Look through the records and copy every line in which "Application" appears.
-- RECORDS FOR THE EXERCISE follows --
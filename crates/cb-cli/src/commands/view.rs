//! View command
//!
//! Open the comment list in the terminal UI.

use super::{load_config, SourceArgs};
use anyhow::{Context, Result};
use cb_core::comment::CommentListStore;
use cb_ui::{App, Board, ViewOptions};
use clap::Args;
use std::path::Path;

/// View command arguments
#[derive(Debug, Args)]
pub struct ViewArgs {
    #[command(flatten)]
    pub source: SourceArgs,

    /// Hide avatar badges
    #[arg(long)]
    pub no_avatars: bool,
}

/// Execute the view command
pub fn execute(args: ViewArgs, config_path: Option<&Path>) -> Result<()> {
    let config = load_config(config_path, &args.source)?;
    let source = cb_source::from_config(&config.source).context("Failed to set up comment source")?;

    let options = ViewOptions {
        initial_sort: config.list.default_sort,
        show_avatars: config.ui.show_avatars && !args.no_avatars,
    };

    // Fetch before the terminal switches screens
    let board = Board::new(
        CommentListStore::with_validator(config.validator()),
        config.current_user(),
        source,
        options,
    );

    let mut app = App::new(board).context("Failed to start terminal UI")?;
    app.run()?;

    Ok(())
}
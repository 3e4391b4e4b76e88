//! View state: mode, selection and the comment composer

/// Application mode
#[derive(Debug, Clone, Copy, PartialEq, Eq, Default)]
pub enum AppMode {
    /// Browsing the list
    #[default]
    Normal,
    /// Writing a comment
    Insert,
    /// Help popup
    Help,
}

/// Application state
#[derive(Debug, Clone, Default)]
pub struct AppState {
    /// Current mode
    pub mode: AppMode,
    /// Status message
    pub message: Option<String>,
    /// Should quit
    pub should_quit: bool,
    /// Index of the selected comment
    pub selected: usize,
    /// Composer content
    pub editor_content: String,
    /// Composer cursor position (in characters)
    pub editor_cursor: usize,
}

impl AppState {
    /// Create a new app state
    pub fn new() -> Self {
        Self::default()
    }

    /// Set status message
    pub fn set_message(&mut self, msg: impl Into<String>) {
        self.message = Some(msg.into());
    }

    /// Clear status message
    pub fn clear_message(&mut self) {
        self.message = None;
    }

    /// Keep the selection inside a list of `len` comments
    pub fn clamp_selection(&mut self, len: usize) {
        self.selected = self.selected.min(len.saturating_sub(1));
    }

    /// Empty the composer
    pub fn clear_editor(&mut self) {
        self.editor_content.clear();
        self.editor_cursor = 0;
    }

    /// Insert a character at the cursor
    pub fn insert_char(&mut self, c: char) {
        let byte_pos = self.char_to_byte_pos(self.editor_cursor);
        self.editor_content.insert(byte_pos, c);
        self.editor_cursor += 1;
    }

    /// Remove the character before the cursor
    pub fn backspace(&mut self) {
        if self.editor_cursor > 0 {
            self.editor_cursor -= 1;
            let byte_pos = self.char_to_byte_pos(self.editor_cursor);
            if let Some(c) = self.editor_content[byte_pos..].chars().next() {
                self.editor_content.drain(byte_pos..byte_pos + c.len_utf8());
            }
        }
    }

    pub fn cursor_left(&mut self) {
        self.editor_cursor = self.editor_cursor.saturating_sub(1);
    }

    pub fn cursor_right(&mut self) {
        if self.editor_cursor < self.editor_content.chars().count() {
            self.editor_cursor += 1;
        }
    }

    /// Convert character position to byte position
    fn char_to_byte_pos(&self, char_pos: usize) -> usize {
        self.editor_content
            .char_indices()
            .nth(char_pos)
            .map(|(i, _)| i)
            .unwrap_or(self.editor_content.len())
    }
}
-- RECORDS FOR THE EXERCISE concluded --
■ RESPONSE AREA
/// Application mode
/// Application state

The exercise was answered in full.